Task goal. Filter the lines below, copying only those with the string "detail".

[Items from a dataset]
.....

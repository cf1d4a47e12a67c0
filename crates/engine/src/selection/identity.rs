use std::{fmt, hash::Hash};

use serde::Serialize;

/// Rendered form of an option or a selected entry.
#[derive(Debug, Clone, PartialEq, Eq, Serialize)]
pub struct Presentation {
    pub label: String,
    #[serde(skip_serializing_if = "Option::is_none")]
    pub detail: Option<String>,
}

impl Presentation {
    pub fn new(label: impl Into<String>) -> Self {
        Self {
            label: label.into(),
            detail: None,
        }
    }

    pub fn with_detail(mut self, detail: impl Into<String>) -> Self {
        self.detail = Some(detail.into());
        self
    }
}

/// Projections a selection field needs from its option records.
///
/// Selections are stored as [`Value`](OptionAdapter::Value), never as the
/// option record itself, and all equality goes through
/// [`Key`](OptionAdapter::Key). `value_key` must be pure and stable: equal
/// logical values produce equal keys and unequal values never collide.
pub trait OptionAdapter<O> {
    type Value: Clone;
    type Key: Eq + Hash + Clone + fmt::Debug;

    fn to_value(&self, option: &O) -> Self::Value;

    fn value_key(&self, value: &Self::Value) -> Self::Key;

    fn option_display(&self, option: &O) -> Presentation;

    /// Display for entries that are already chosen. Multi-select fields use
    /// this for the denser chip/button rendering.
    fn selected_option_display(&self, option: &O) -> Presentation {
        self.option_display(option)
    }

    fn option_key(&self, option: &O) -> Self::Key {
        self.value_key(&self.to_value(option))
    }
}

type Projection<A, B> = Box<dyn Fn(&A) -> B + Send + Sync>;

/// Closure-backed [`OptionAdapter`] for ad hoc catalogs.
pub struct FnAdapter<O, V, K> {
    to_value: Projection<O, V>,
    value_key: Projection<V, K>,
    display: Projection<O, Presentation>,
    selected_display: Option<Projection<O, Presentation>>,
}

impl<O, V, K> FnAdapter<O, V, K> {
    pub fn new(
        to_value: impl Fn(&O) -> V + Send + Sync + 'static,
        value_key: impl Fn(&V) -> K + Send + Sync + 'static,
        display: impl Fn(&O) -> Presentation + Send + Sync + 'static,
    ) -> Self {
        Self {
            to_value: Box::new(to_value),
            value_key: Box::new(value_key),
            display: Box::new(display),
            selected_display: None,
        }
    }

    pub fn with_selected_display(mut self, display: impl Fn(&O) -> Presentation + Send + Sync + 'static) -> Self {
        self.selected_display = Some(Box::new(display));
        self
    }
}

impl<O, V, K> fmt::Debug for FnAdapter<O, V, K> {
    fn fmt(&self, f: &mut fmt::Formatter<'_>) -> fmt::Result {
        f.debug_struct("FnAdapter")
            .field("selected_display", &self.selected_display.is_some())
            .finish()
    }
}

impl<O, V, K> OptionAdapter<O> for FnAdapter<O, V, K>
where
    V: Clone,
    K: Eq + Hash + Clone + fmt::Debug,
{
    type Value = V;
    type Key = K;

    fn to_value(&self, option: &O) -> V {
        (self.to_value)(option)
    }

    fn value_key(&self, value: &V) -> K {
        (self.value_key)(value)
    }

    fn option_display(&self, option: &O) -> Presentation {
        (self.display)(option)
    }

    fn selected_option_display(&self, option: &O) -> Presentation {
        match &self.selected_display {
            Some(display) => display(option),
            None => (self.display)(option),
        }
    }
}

.....

Answer section.
    pub detail: Option<String>,
            detail: None,
    pub fn with_detail(mut self, detail: impl Into<String>) -> Self {
        self.detail = Some(detail.into());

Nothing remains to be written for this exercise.